American Legion Post 57 is named for Alvin Hugh Harris. Alvin Hugh Harris was born in Coweta County, Georgia on November 16, 1893. On February 8, 1915, he enlisted in the U.S. Marine Corps, and from then, until the day of his death, his life was the highest example of the motto of this wonderful Corps, "Semper Fidelis."

On October 10, 1919, the American Legion Post 57 adopted that the Post be named in honor of one of Coweta County's heroes, Alvin Hugh Harris, of the U.S. Marine Corps, who lost his life gallantly at Bouresche, France near Chateau Thierry.

On the morning of the 6th of June, 1918, the Marines were attached at Bouresche, near Chateau Thierry and Belleau Wood. Private Harris was a member of a one-pounder gun crew and was in the front line of attack. Although heavily outnumbered, the Marines attacked with vigor, and the little gun manned by Private Harris was so active that the Huns overtook to silence it with high explosives. One by one the crew was killed, but Private Harris stuck to his gun. He remained at his post until, wounded 14 times and dying, he was carried from the field.
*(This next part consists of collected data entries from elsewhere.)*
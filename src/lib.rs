//! Closest satellites overhead.
//!
//! This package ranks the satellites reported above an observer by their
//! true 3D distance, and keeps a map view consistent with the latest
//! ranking, refresh after refresh.
//!
//! Data flows strictly:
//! position -> (relay fetch) -> [SatelliteRecord]s -> [ranking::rank]
//! -> [RankedSet] -> [MapHandle::reconcile].
#![cfg_attr(docsrs, feature(doc_cfg))]

pub mod cfg;
pub mod constants;
pub mod geodesy;
pub mod map;
pub mod position;
pub mod ranking;
pub mod refresh;
pub mod relay;
pub mod satellite;

#[cfg(test)]
mod tests;

use thiserror::Error;

pub mod prelude {
    pub use crate::cfg::{Config, ConfigError, MapConfig};
    pub use crate::geodesy::{distance_3d, haversine_km};
    pub use crate::map::{
        plot::PlotlyMap, Layer, LayerId, LayerRole, MapHandle, MapSurface, MarkerIcon, Tooltip,
    };
    pub use crate::position::{GeodeticPoint, ObserverPosition, PositionFix};
    pub use crate::ranking::{rank, RankedSatellite, RankedSet};
    pub use crate::refresh::{
        CycleState, FailureKind, LoadingFlag, Outcome, PositionSource, RefreshReport, Refresher,
    };
    pub use crate::relay::{
        parse_response, AboveQuery, AboveResponse, SatelliteRelay, SatelliteRequest,
    };
    pub use crate::satellite::SatelliteRecord;
    pub use crate::Error;
    // Pub re-export
    pub use hifitime::Epoch;
}

/// Refresh cycle errors.
/// Incomplete satellite records are not errors: they are filtered out
/// while ranking.
#[derive(Error, Debug, Clone, PartialEq)]
pub enum Error {
    #[error("location unavailable: {0}")]
    LocationUnavailable(String),
    #[error("invalid observer position (lat={latitude}°, lon={longitude}°)")]
    InvalidObserver { latitude: f64, longitude: f64 },
    #[error("satellite data fetch failed: {0}")]
    FetchFailed(String),
    #[error("invalid relay response: {0}")]
    InvalidResponseShape(String),
    #[error("a refresh is already in progress")]
    RefreshInProgress,
}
Two days later, in the hospital at Juilly, Seine-et-Marine, he died and was buried by his comrades in Grave No. 51.

First Lieutenant, C.P. Matteson, Commanding Headquarters, 6th Marines, in a letter to Private Harris' father, wrote, "The members of his platoon, and of the entire company join with me in their expression of sympathy at your bereavement, as your son was one of the most popular and best-liked men in the company. Every inch a Marine, let us hope that his death has not been in vain."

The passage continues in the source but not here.